__AIM OF THE EXERCISE__
Each record that follows is to be reproduced verbatim.

__Stored data entries__
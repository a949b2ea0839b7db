//! Comparison of a computed series against benchmark indices.
//!
//! Benchmark closes are forward-filled onto the computed series' dates,
//! rebased to the same value at the same anchor and summarised with the
//! same annualization convention. Reporting only.

use serde::{Deserialize, Serialize};
use tracing::{info, warn};
use valueup_traits::{Date, Result, TimeSeries};

use crate::metrics::{Annualization, PerformanceSummary};

/// A benchmark index and the symbol its closes are fetched under.
#[derive(Debug, Clone, PartialEq, Eq, Serialize, Deserialize)]
pub struct Benchmark {
    /// Display name
    pub name: String,
    /// Market-data symbol
    pub symbol: String,
}

impl Benchmark {
    /// Create a benchmark.
    pub fn new(name: impl Into<String>, symbol: impl Into<String>) -> Self {
        Self {
            name: name.into(),
            symbol: symbol.into(),
        }
    }
}

/// KOSPI, KOSDAQ and KOSPI 200.
#[must_use]
pub fn default_benchmarks() -> Vec<Benchmark> {
    vec![
        Benchmark::new("KOSPI", "^KS11"),
        Benchmark::new("KOSDAQ", "^KQ11"),
        Benchmark::new("KOSPI200", "^KS200"),
    ]
}

/// Comparison configuration.
#[derive(Debug, Clone, Serialize, Deserialize)]
#[serde(default)]
pub struct ComparisonConfig {
    /// Date at which every series reads `base_value`
    pub anchor: Date,
    /// Common level at the anchor
    pub base_value: f64,
    /// Annualization convention for the summaries
    pub annualization: Annualization,
}

impl Default for ComparisonConfig {
    fn default() -> Self {
        Self {
            anchor: Date::from_ymd_opt(2024, 1, 2).unwrap_or(Date::MIN),
            base_value: 1000.0,
            annualization: Annualization::default(),
        }
    }
}

/// One line of the comparison table.
#[derive(Debug, Clone, Serialize, Deserialize)]
pub struct ComparisonRow {
    /// Series name
    pub name: String,
    /// Summary statistics
    pub summary: PerformanceSummary,
}

/// Output of [`BenchmarkComparator::compare`].
#[derive(Debug, Clone, Default)]
pub struct Comparison {
    /// Rebased series, target first, then benchmarks in input order
    pub series: Vec<(String, TimeSeries)>,
    /// Summaries in the same order
    pub rows: Vec<ComparisonRow>,
}

impl Comparison {
    /// Summary row for `name`.
    pub fn row(&self, name: &str) -> Option<&ComparisonRow> {
        self.rows.iter().find(|r| r.name == name)
    }
}

/// Aligns and summarises series against a target.
#[derive(Debug, Clone, Default)]
pub struct BenchmarkComparator {
    config: ComparisonConfig,
}

impl BenchmarkComparator {
    /// Create a comparator.
    pub const fn new(config: ComparisonConfig) -> Self {
        Self { config }
    }

    /// The active configuration.
    #[must_use]
    pub const fn config(&self) -> &ComparisonConfig {
        &self.config
    }

    /// Forward-fill `benchmark` onto `dates` and rebase it at the anchor.
    ///
    /// # Errors
    ///
    /// Returns an error if the aligned series has no usable value on or
    /// after the anchor.
    pub fn align(&self, benchmark: &TimeSeries, dates: &[Date]) -> Result<TimeSeries> {
        let filled = benchmark.forward_fill(dates);
        let (rebased, _) = filled.rebase(self.config.anchor, self.config.base_value)?;
        Ok(rebased)
    }

    /// Compare `target` with each benchmark.
    ///
    /// Benchmarks that cannot be aligned or summarised are skipped with a
    /// warning.
    ///
    /// # Arguments
    ///
    /// * `target_name` - Label for the computed series
    /// * `target` - Index levels or cumulative returns
    /// * `benchmarks` - Named benchmark closes
    ///
    /// # Errors
    ///
    /// Returns an error if the target itself cannot be rebased or
    /// summarised.
    ///
    /// # Example
    ///
    /// ```rust,ignore
    /// use valueup_eval::{BenchmarkComparator, ComparisonConfig};
    ///
    /// let comparator = BenchmarkComparator::new(ComparisonConfig::default());
    /// let comparison = comparator.compare("Value-Up", &levels, &closes)?;
    /// for row in &comparison.rows {
    ///     println!("{}: {:.2}%", row.name, row.summary.total_return * 100.0);
    /// }
    /// ```
    pub fn compare(
        &self,
        target_name: &str,
        target: &TimeSeries,
        benchmarks: &[(String, TimeSeries)],
    ) -> Result<Comparison> {
        let (target, anchor_used) = target.rebase(self.config.anchor, self.config.base_value)?;
        let summary = PerformanceSummary::calculate(&target, &self.config.annualization)?;
        let dates = target.dates();

        let mut comparison = Comparison::default();
        comparison.rows.push(ComparisonRow {
            name: target_name.to_string(),
            summary,
        });
        comparison.series.push((target_name.to_string(), target));

        for (name, closes) in benchmarks {
            let aligned = self.align(closes, &dates).and_then(|aligned| {
                let summary = PerformanceSummary::calculate(&aligned, &self.config.annualization)?;
                Ok((aligned, summary))
            });
            match aligned {
                Ok((aligned, summary)) => {
                    comparison.rows.push(ComparisonRow {
                        name: name.clone(),
                        summary,
                    });
                    comparison.series.push((name.clone(), aligned));
                }
                Err(e) => warn!(benchmark = %name, error = %e, "skipping benchmark"),
            }
        }

        info!(
            %anchor_used,
            series = comparison.rows.len(),
            "comparison complete"
        );
        Ok(comparison)
    }
}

__ANSWER SECTION__
repository a949b2ea0839b7db
//! Comparison of a computed series against benchmark indices.
//!
//! Benchmark closes are forward-filled onto the computed series' dates,
//! rebased to the same value at the same anchor and summarised with the
//! same annualization convention. Reporting only.

use serde::{Deserialize, Serialize};
use tracing::{info, warn};
use valueup_traits::{Date, Result, TimeSeries};

use crate::metrics::{Annualization, PerformanceSummary};

/// A benchmark index and the symbol its closes are fetched under.
#[derive(Debug, Clone, PartialEq, Eq, Serialize, Deserialize)]
pub struct Benchmark {
    /// Display name
    pub name: String,
    /// Market-data symbol
    pub symbol: String,
}

impl Benchmark {
    /// Create a benchmark.
    pub fn new(name: impl Into<String>, symbol: impl Into<String>) -> Self {
        Self {
            name: name.into(),
            symbol: symbol.into(),
        }
    }
}

/// KOSPI, KOSDAQ and KOSPI 200.
#[must_use]
pub fn default_benchmarks() -> Vec<Benchmark> {
    vec![
        Benchmark::new("KOSPI", "^KS11"),
        Benchmark::new("KOSDAQ", "^KQ11"),
        Benchmark::new("KOSPI200", "^KS200"),
    ]
}

/// Comparison configuration.
#[derive(Debug, Clone, Serialize, Deserialize)]
#[serde(default)]
pub struct ComparisonConfig {
    /// Date at which every series reads `base_value`
    pub anchor: Date,
    /// Common level at the anchor
    pub base_value: f64,
    /// Annualization convention for the summaries
    pub annualization: Annualization,
}

impl Default for ComparisonConfig {
    fn default() -> Self {
        Self {
            anchor: Date::from_ymd_opt(2024, 1, 2).unwrap_or(Date::MIN),
            base_value: 1000.0,
            annualization: Annualization::default(),
        }
    }
}

/// One line of the comparison table.
#[derive(Debug, Clone, Serialize, Deserialize)]
pub struct ComparisonRow {
    /// Series name
    pub name: String,
    /// Summary statistics
    pub summary: PerformanceSummary,
}

/// Output of [`BenchmarkComparator::compare`].
#[derive(Debug, Clone, Default)]
pub struct Comparison {
    /// Rebased series, target first, then benchmarks in input order
    pub series: Vec<(String, TimeSeries)>,
    /// Summaries in the same order
    pub rows: Vec<ComparisonRow>,
}

impl Comparison {
    /// Summary row for `name`.
    pub fn row(&self, name: &str) -> Option<&ComparisonRow> {
        self.rows.iter().find(|r| r.name == name)
    }
}

/// Aligns and summarises series against a target.
#[derive(Debug, Clone, Default)]
pub struct BenchmarkComparator {
    config: ComparisonConfig,
}

impl BenchmarkComparator {
    /// Create a comparator.
    pub const fn new(config: ComparisonConfig) -> Self {
        Self { config }
    }

    /// The active configuration.
    #[must_use]
    pub const fn config(&self) -> &ComparisonConfig {
        &self.config
    }

    /// Forward-fill `benchmark` onto `dates` and rebase it at the anchor.
    ///
    /// # Errors
    ///
    /// Returns an error if the aligned series has no usable value on or
    /// after the anchor.
    pub fn align(&self, benchmark: &TimeSeries, dates: &[Date]) -> Result<TimeSeries> {
        let filled = benchmark.forward_fill(dates);
        let (rebased, _) = filled.rebase(self.config.anchor, self.config.base_value)?;
        Ok(rebased)
    }

    /// Compare `target` with each benchmark.
    ///
    /// Benchmarks that cannot be aligned or summarised are skipped with a
    /// warning.
    ///
    /// # Arguments
    ///
    /// * `target_name` - Label for the computed series
    /// * `target` - Index levels or cumulative returns
    /// * `benchmarks` - Named benchmark closes
    ///
    /// # Errors
    ///
    /// Returns an error if the target itself cannot be rebased or
    /// summarised.
    ///
    /// # Example
    ///
    /// ```rust,ignore
    /// use valueup_eval::{BenchmarkComparator, ComparisonConfig};
    ///
    /// let comparator = BenchmarkComparator::new(ComparisonConfig::default());
    /// let comparison = comparator.compare("Value-Up", &levels, &closes)?;
    /// for row in &comparison.rows {
    ///     println!("{}: {:.2}%", row.name, row.summary.total_return * 100.0);
    /// }
    /// ```
    pub fn compare(
        &self,
        target_name: &str,
        target: &TimeSeries,
        benchmarks: &[(String, TimeSeries)],
    ) -> Result<Comparison> {
        let (target, anchor_used) = target.rebase(self.config.anchor, self.config.base_value)?;
        let summary = PerformanceSummary::calculate(&target, &self.config.annualization)?;
        let dates = target.dates();

        let mut comparison = Comparison::default();
        comparison.rows.push(ComparisonRow {
            name: target_name.to_string(),
            summary,
        });
        comparison.series.push((target_name.to_string(), target));

        for (name, closes) in benchmarks {
            let aligned = self.align(closes, &dates).and_then(|aligned| {
                let summary = PerformanceSummary::calculate(&aligned, &self.config.annualization)?;
                Ok((aligned, summary))
            });
            match aligned {
                Ok((aligned, summary)) => {
                    comparison.rows.push(ComparisonRow {
                        name: name.clone(),
                        summary,
                    });
                    comparison.series.push((name.clone(), aligned));
                }
                Err(e) => warn!(benchmark = %name, error = %e, "skipping benchmark"),
            }
        }

        info!(
            %anchor_used,
            series = comparison.rows.len(),
            "comparison complete"
        );
        Ok(comparison)
    }
}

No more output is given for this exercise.